*Exercise objective:* Exercise in exact copying. Transcribe every entry that follows, word for word.

[Dataset items]
════

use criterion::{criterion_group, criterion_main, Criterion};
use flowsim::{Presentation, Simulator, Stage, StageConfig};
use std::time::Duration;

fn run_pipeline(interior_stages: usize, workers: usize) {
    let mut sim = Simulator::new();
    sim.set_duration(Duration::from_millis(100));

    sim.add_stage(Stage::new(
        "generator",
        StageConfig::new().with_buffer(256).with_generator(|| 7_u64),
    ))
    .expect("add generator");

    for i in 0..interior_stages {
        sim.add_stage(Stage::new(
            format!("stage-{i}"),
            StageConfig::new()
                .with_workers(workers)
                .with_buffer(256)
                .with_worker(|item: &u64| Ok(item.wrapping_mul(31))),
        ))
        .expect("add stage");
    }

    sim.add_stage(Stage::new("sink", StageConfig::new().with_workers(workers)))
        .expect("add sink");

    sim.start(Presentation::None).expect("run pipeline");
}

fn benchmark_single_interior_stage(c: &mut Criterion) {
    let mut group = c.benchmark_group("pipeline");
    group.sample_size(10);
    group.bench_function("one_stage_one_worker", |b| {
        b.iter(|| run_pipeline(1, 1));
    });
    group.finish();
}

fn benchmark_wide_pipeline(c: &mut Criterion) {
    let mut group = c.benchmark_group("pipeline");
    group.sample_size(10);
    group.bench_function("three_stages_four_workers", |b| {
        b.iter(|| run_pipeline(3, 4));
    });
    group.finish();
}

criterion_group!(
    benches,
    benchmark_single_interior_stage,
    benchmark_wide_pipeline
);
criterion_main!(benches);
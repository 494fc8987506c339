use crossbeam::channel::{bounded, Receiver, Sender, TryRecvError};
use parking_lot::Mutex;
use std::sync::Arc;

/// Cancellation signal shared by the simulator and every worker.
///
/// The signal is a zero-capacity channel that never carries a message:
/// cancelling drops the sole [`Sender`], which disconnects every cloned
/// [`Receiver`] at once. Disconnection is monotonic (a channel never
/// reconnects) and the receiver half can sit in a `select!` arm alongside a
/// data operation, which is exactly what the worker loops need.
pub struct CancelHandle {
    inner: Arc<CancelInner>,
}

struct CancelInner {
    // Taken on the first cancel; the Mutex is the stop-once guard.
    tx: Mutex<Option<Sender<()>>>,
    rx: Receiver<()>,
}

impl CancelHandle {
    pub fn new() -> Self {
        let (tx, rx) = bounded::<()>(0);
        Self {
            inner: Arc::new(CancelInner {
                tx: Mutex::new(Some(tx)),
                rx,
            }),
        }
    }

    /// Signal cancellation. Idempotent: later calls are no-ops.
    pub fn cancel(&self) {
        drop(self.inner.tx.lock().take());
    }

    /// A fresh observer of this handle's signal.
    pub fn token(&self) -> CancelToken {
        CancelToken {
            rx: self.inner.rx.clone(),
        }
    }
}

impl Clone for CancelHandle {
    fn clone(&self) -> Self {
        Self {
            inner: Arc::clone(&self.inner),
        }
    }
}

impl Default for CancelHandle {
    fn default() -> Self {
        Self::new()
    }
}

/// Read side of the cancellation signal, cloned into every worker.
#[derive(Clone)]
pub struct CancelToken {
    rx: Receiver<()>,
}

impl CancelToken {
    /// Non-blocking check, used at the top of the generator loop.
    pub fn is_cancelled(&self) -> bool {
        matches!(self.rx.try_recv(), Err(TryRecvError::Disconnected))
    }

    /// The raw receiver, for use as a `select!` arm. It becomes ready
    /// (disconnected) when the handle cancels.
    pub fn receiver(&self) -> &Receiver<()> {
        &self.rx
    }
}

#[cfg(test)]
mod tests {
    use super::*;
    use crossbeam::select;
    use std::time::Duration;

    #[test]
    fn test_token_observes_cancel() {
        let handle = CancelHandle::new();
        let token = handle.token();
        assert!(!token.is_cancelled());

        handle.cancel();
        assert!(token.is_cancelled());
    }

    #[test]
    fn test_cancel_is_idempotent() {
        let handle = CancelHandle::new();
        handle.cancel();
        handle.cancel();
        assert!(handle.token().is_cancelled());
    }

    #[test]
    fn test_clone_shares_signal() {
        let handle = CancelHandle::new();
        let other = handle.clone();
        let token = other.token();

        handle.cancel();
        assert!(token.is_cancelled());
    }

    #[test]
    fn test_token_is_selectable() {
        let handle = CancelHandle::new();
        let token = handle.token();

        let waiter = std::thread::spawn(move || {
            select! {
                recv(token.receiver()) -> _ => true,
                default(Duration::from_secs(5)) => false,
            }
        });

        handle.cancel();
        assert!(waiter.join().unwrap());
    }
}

════

*Result below:*
use criterion::{criterion_group, criterion_main, Criterion};
use flowsim::{Presentation, Simulator, Stage, StageConfig};
use std::time::Duration;

fn run_pipeline(interior_stages: usize, workers: usize) {
    let mut sim = Simulator::new();
    sim.set_duration(Duration::from_millis(100));

    sim.add_stage(Stage::new(
        "generator",
        StageConfig::new().with_buffer(256).with_generator(|| 7_u64),
    ))
    .expect("add generator");

    for i in 0..interior_stages {
        sim.add_stage(Stage::new(
            format!("stage-{i}"),
            StageConfig::new()
                .with_workers(workers)
                .with_buffer(256)
                .with_worker(|item: &u64| Ok(item.wrapping_mul(31))),
        ))
        .expect("add stage");
    }

    sim.add_stage(Stage::new("sink", StageConfig::new().with_workers(workers)))
        .expect("add sink");

    sim.start(Presentation::None).expect("run pipeline");
}

fn benchmark_single_interior_stage(c: &mut Criterion) {
    let mut group = c.benchmark_group("pipeline");
    group.sample_size(10);
    group.bench_function("one_stage_one_worker", |b| {
        b.iter(|| run_pipeline(1, 1));
    });
    group.finish();
}

fn benchmark_wide_pipeline(c: &mut Criterion) {
    let mut group = c.benchmark_group("pipeline");
    group.sample_size(10);
    group.bench_function("three_stages_four_workers", |b| {
        b.iter(|| run_pipeline(3, 4));
    });
    group.finish();
}

criterion_group!(
    benches,
    benchmark_single_interior_stage,
    benchmark_wide_pipeline
);
criterion_main!(benches);
repository 494fc8987506c339
use crossbeam::channel::{bounded, Receiver, Sender, TryRecvError};
use parking_lot::Mutex;
use std::sync::Arc;

/// Cancellation signal shared by the simulator and every worker.
///
/// The signal is a zero-capacity channel that never carries a message:
/// cancelling drops the sole [`Sender`], which disconnects every cloned
/// [`Receiver`] at once. Disconnection is monotonic (a channel never
/// reconnects) and the receiver half can sit in a `select!` arm alongside a
/// data operation, which is exactly what the worker loops need.
pub struct CancelHandle {
    inner: Arc<CancelInner>,
}

struct CancelInner {
    // Taken on the first cancel; the Mutex is the stop-once guard.
    tx: Mutex<Option<Sender<()>>>,
    rx: Receiver<()>,
}

impl CancelHandle {
    pub fn new() -> Self {
        let (tx, rx) = bounded::<()>(0);
        Self {
            inner: Arc::new(CancelInner {
                tx: Mutex::new(Some(tx)),
                rx,
            }),
        }
    }

    /// Signal cancellation. Idempotent: later calls are no-ops.
    pub fn cancel(&self) {
        drop(self.inner.tx.lock().take());
    }

    /// A fresh observer of this handle's signal.
    pub fn token(&self) -> CancelToken {
        CancelToken {
            rx: self.inner.rx.clone(),
        }
    }
}

impl Clone for CancelHandle {
    fn clone(&self) -> Self {
        Self {
            inner: Arc::clone(&self.inner),
        }
    }
}

impl Default for CancelHandle {
    fn default() -> Self {
        Self::new()
    }
}

/// Read side of the cancellation signal, cloned into every worker.
#[derive(Clone)]
pub struct CancelToken {
    rx: Receiver<()>,
}

impl CancelToken {
    /// Non-blocking check, used at the top of the generator loop.
    pub fn is_cancelled(&self) -> bool {
        matches!(self.rx.try_recv(), Err(TryRecvError::Disconnected))
    }

    /// The raw receiver, for use as a `select!` arm. It becomes ready
    /// (disconnected) when the handle cancels.
    pub fn receiver(&self) -> &Receiver<()> {
        &self.rx
    }
}

#[cfg(test)]
mod tests {
    use super::*;
    use crossbeam::select;
    use std::time::Duration;

    #[test]
    fn test_token_observes_cancel() {
        let handle = CancelHandle::new();
        let token = handle.token();
        assert!(!token.is_cancelled());

        handle.cancel();
        assert!(token.is_cancelled());
    }

    #[test]
    fn test_cancel_is_idempotent() {
        let handle = CancelHandle::new();
        handle.cancel();
        handle.cancel();
        assert!(handle.token().is_cancelled());
    }

    #[test]
    fn test_clone_shares_signal() {
        let handle = CancelHandle::new();
        let other = handle.clone();
        let token = other.token();

        handle.cancel();
        assert!(token.is_cancelled());
    }

    #[test]
    fn test_token_is_selectable() {
        let handle = CancelHandle::new();
        let token = handle.token();

        let waiter = std::thread::spawn(move || {
            select! {
                recv(token.receiver()) -> _ => true,
                default(Duration::from_secs(5)) => false,
            }
        });

        handle.cancel();
        assert!(waiter.join().unwrap());
    }
}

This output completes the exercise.